Micha Josef Berdyczewski was born in 1865 in the town of Medzhibozh (today Medzhybizh) in Podolia Governorate, to a family of Hasidic Rabbis. His father was the town Rabbi. In his youth he began to read works from the Jewish Enlightenment, and their influence is noticeable in his works. Berdyczewski was forced to divorce his first wife following her family's objection to his involvement with secular literature. He then moved to the Volozhin Yeshiva, but there too, his pursuit of unconventional literature stirred anger and objection.

One of his earliest publications was about this period of his life—an article titled "Hetzitz V'nifga" (הציץ ונפגע in Hebrew—literally "peeked and got hurt", meaning "gone to heresy"), published in 1888 in the newspaper Ha-Melitz. Most of his works from this period were polemic, and his emotional style became his trademark throughout his writing career.

In 1890 he went to Germany and Switzerland, studied at the universities of Berlin, Breslau and Bern, and completed his Doctor of Philosophy degree. In this period Berdyczewski studied the works of the great German philosophers Nietzsche and Hegel, and was deeply influenced by them. In the ten years until his return to Ukraine, he published many articles and stories in Hebrew journals. Up to 1900, the year in which he married Rahel Ramberg, Berdyczewski had published ten books.

Upon his return to Ukraine, Berdyczewski encountered the harsh reality of Jewish life in the Pale of Settlement, and subsequently the subject of many of his stories is the deterioration of the traditional way of life. His father, who had served for many years as rabbi in the village of Dubova in the Uman area, was murdered during the Petliura Pogroms in 1919.

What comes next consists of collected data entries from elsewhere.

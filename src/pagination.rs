//! Pagination, filtering, and sorting shared by list endpoints.
//!
//! Raw list parameters arrive as optional strings and numbers. They are
//! resolved into a typed [`ListQuery`] before reaching a repository, and the
//! repository answers with a [`Page`] carrying the total match count.

use crate::validation::ValidationErrors;
use serde::{Deserialize, Serialize};
use std::cmp::Ordering;
use std::fmt;

/// Page size used when the caller does not request one.
pub const DEFAULT_PER_PAGE: u32 = 10;

/// Largest page size a caller may request.
pub const MAX_PER_PAGE: u32 = 100;

/// Sort direction for list queries.
#[derive(Debug, Clone, Copy, Default, PartialEq, Eq, Hash, Serialize, Deserialize)]
#[serde(rename_all = "lowercase")]
pub enum SortOrder {
    /// Ascending order.
    #[default]
    Asc,
    /// Descending order.
    Desc,
}

impl SortOrder {
    /// Returns the canonical query-string representation.
    #[must_use]
    pub const fn as_str(self) -> &'static str {
        match self {
            Self::Asc => "asc",
            Self::Desc => "desc",
        }
    }

    /// Parses a direction, ignoring case and surrounding whitespace.
    #[must_use]
    pub fn parse(value: &str) -> Option<Self> {
        match value.trim().to_ascii_lowercase().as_str() {
            "asc" => Some(Self::Asc),
            "desc" => Some(Self::Desc),
            _ => None,
        }
    }
}

impl fmt::Display for SortOrder {
    fn fmt(&self, f: &mut fmt::Formatter<'_>) -> fmt::Result {
        f.write_str(self.as_str())
    }
}

/// A resource field that list queries may sort by.
pub trait SortField: Copy + Send + Sync + 'static {
    /// Field used when the caller does not choose one.
    const DEFAULT: Self;

    /// Returns the query-string name of the field.
    fn as_str(self) -> &'static str;

    /// Parses a query-string field name.
    fn parse(value: &str) -> Option<Self>;
}

/// Sort instruction made of a field and a direction.
#[derive(Debug, Clone, Copy, PartialEq, Eq)]
pub struct Sort<F> {
    field: F,
    order: SortOrder,
}

impl<F: SortField> Sort<F> {
    /// Creates a sort instruction.
    #[must_use]
    pub const fn new(field: F, order: SortOrder) -> Self {
        Self { field, order }
    }

    /// Returns the sort field.
    #[must_use]
    pub const fn field(&self) -> F {
        self.field
    }

    /// Returns the sort direction.
    #[must_use]
    pub const fn order(&self) -> SortOrder {
        self.order
    }
}

impl<F: SortField> Default for Sort<F> {
    fn default() -> Self {
        Self::new(F::DEFAULT, SortOrder::Asc)
    }
}

/// One-based page coordinates.
#[derive(Debug, Clone, Copy, PartialEq, Eq)]
pub struct PageRequest {
    current_page: u32,
    per_page: u32,
}

impl PageRequest {
    /// Creates page coordinates.
    ///
    /// # Errors
    ///
    /// Returns [`ValidationErrors`] when `current_page` is zero or `per_page`
    /// falls outside `1..=MAX_PER_PAGE`.
    pub fn new(current_page: u32, per_page: u32) -> Result<Self, ValidationErrors> {
        let mut errors = ValidationErrors::new();
        if current_page == 0 {
            errors.add("current_page", "The current page must be at least 1.");
        }
        if !(1..=MAX_PER_PAGE).contains(&per_page) {
            errors.add(
                "per_page",
                format!("The per page must be between 1 and {MAX_PER_PAGE}."),
            );
        }
        errors.into_result()?;
        Ok(Self {
            current_page,
            per_page,
        })
    }

    /// Returns the one-based page number.
    #[must_use]
    pub const fn current_page(&self) -> u32 {
        self.current_page
    }

    /// Returns the page size.
    #[must_use]
    pub const fn per_page(&self) -> u32 {
        self.per_page
    }

    /// Returns the number of records preceding this page.
    #[must_use]
    pub fn offset(&self) -> u64 {
        u64::from(self.current_page.saturating_sub(1)) * u64::from(self.per_page)
    }
}

impl Default for PageRequest {
    fn default() -> Self {
        Self {
            current_page: 1,
            per_page: DEFAULT_PER_PAGE,
        }
    }
}

/// A single page of results plus the number of records matching the query.
#[derive(Debug, Clone, PartialEq, Eq)]
pub struct Page<T> {
    items: Vec<T>,
    total: u64,
    request: PageRequest,
}

impl<T> Page<T> {
    /// Creates a page from already-sliced items.
    #[must_use]
    pub const fn new(items: Vec<T>, total: u64, request: PageRequest) -> Self {
        Self {
            items,
            total,
            request,
        }
    }

    /// Returns the records on this page.
    #[must_use]
    pub fn items(&self) -> &[T] {
        &self.items
    }

    /// Consumes the page and returns its records.
    #[must_use]
    pub fn into_items(self) -> Vec<T> {
        self.items
    }

    /// Returns the number of records matching the query across all pages.
    #[must_use]
    pub const fn total(&self) -> u64 {
        self.total
    }

    /// Returns the number of records on this page.
    #[must_use]
    pub fn count(&self) -> usize {
        self.items.len()
    }

    /// Returns the page coordinates that produced this page.
    #[must_use]
    pub const fn request(&self) -> PageRequest {
        self.request
    }

    /// Returns the number of pages, never less than one.
    #[must_use]
    pub fn total_pages(&self) -> u64 {
        self.total
            .div_ceil(u64::from(self.request.per_page))
            .max(1)
    }

    /// Maps every record on the page, keeping the totals.
    #[must_use]
    pub fn map<U>(self, f: impl FnMut(T) -> U) -> Page<U> {
        Page {
            items: self.items.into_iter().map(f).collect(),
            total: self.total,
            request: self.request,
        }
    }
}

/// Slices an in-memory, already-sorted result set into a page.
#[must_use]
pub fn paginate<T>(items: Vec<T>, request: PageRequest) -> Page<T> {
    let total = u64::try_from(items.len()).unwrap_or(u64::MAX);
    let skip = usize::try_from(request.offset()).unwrap_or(usize::MAX);
    let take = usize::try_from(request.per_page()).unwrap_or(usize::MAX);
    let page_items = items.into_iter().skip(skip).take(take).collect();
    Page::new(page_items, total, request)
}

/// Returns whether any haystack contains the filter, ignoring case.
#[must_use]
pub fn matches_filter(filter: &str, haystacks: &[&str]) -> bool {
    let needle = filter.to_lowercase();
    haystacks
        .iter()
        .any(|haystack| haystack.to_lowercase().contains(&needle))
}

/// Orders text case-insensitively, falling back to byte order so values
/// differing only in case still sort deterministically.
///
/// [`folded_order_sql`] expresses the same order in `PostgreSQL`. Case
/// folding of non-ASCII text follows the database locale there.
#[must_use]
pub fn compare_text(left: &str, right: &str) -> Ordering {
    left.to_lowercase()
        .cmp(&right.to_lowercase())
        .then_with(|| left.cmp(right))
}

/// Builds `ORDER BY` terms for a text column matching [`compare_text`].
///
/// `COLLATE "C"` pins both terms to byte order regardless of the database
/// collation.
#[must_use]
pub fn folded_order_sql(column: &str, order: SortOrder) -> String {
    let direction = match order {
        SortOrder::Asc => "ASC",
        SortOrder::Desc => "DESC",
    };
    format!(r#"lower({column}) COLLATE "C" {direction}, {column} COLLATE "C" {direction}"#)
}

/// Builds a SQL `LIKE` pattern matching the filter anywhere in a column.
///
/// `%`, `_`, and `\` are escaped with the default `PostgreSQL` escape
/// character.
#[must_use]
pub fn contains_pattern(filter: &str) -> String {
    let mut pattern = String::with_capacity(filter.len() + 2);
    pattern.push('%');
    for ch in filter.chars() {
        if matches!(ch, '%' | '_' | '\\') {
            pattern.push('\\');
        }
        pattern.push(ch);
    }
    pattern.push('%');
    pattern
}

/// Resolved list query: optional free-text filter, sort, and page.
#[derive(Debug, Clone, PartialEq, Eq)]
pub struct ListQuery<F> {
    filter: Option<String>,
    sort: Sort<F>,
    page: PageRequest,
}

impl<F: SortField> ListQuery<F> {
    /// Creates a list query. Blank filters are dropped.
    #[must_use]
    pub fn new(filter: Option<String>, sort: Sort<F>, page: PageRequest) -> Self {
        Self {
            filter: filter
                .map(|value| value.trim().to_owned())
                .filter(|value| !value.is_empty()),
            sort,
            page,
        }
    }

    /// Returns the free-text filter, if any.
    #[must_use]
    pub fn filter(&self) -> Option<&str> {
        self.filter.as_deref()
    }

    /// Returns the sort instruction.
    #[must_use]
    pub const fn sort(&self) -> Sort<F> {
        self.sort
    }

    /// Returns the page coordinates.
    #[must_use]
    pub const fn page(&self) -> PageRequest {
        self.page
    }
}

impl<F: SortField> Default for ListQuery<F> {
    fn default() -> Self {
        Self::new(None, Sort::default(), PageRequest::default())
    }
}

/// Resolves raw page coordinates, treating blank values as unset.
///
/// # Errors
///
/// Returns [`ValidationErrors`] naming each coordinate that is not a
/// non-negative integer or is out of range.
pub fn resolve_page(
    current_page: Option<&str>,
    per_page: Option<&str>,
) -> Result<PageRequest, ValidationErrors> {
    let mut errors = ValidationErrors::new();
    let current = page_number(&mut errors, "current_page", current_page, 1);
    let size = page_number(&mut errors, "per_page", per_page, DEFAULT_PER_PAGE);
    match (current, size) {
        (Some(current_number), Some(size_number)) => PageRequest::new(current_number, size_number),
        _ => Err(errors),
    }
}

fn page_number(
    errors: &mut ValidationErrors,
    field: &str,
    raw: Option<&str>,
    default: u32,
) -> Option<u32> {
    match raw.map(str::trim) {
        None | Some("") => Some(default),
        Some(text) => text.parse().map_or_else(
            |_| {
                errors.add(
                    field,
                    format!("The {} must be an integer.", field.replace('_', " ")),
                );
                None
            },
            Some,
        ),
    }
}

/// Unvalidated list parameters as received from a caller.
#[derive(Debug, Clone, Default, PartialEq, Eq, Deserialize)]
pub struct ListParams {
    /// Free-text filter.
    pub filter: Option<String>,
    /// Field to sort by.
    pub sort_by: Option<String>,
    /// Sort direction (`asc` or `desc`).
    pub sort_order: Option<String>,
    /// Page size. Blank values count as unset.
    pub per_page: Option<String>,
    /// One-based page number. Blank values count as unset.
    #[serde(alias = "page")]
    pub current_page: Option<String>,
}

impl ListParams {
    /// Resolves the parameters into a typed query.
    ///
    /// # Errors
    ///
    /// Returns [`ValidationErrors`] naming every parameter that is out of
    /// range or not recognised for the resource.
    pub fn resolve<F: SortField>(self) -> Result<ListQuery<F>, ValidationErrors> {
        let mut errors = ValidationErrors::new();

        let field = match self.sort_by.as_deref().map(str::trim) {
            None | Some("") => Some(F::DEFAULT),
            Some(raw) => F::parse(raw),
        };
        if field.is_none() {
            errors.add("sort_by", "The selected sort by is invalid.");
        }

        let order = match self.sort_order.as_deref().map(str::trim) {
            None | Some("") => Some(SortOrder::Asc),
            Some(raw) => SortOrder::parse(raw),
        };
        if order.is_none() {
            errors.add("sort_order", "The selected sort order is invalid.");
        }

        let page = match resolve_page(self.current_page.as_deref(), self.per_page.as_deref()) {
            Ok(page) => Some(page),
            Err(page_errors) => {
                errors.merge(page_errors);
                None
            }
        };

        match (field, order, page) {
            (Some(sort_field), Some(sort_order), Some(page_request)) if errors.is_empty() => Ok(
                ListQuery::new(self.filter, Sort::new(sort_field, sort_order), page_request),
            ),
            _ => Err(errors),
        }
    }
}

After a short stay in Warsaw, Berdyczewski returned to Germany in 1911, where he lived until his death in 1921. He is buried in the Jewish Cemetery in Weißensee, Berlin.

==Literary career==
Berdyczewski adopted the surname Bin-Gorion, first used to sign a collection of his works that he published in Berlin in 1914. The name Bin-Gorion is also inscribed on his tombstone. His last years were spent in intensive writing and research, collecting Jewish legends and folktales and publishing in Hebrew, Yiddish, and German. After his death, his wife and their son Emanuel Bin-Gorion translated some of his works into German, among them Die Sagen der Juden ("The Legends of the Jews", 1935) and Der Born Judas ("The Well of Judah"), published in six volumes.

Berdyczewski's popularity among the Jews of his age is attributed to his success in expressing their ambivalent attitude towards the traditional Jewish world, and to the secular European culture.

==Commemoration==
The Israeli moshav Sdot Micha, founded in 1955, was named after him.

== Published works ==
- Der Born Judas (6 Vols., 1924)
- Sinai und Garizin (1926)
- Die Sagen der Juden (5 Vols., 1927)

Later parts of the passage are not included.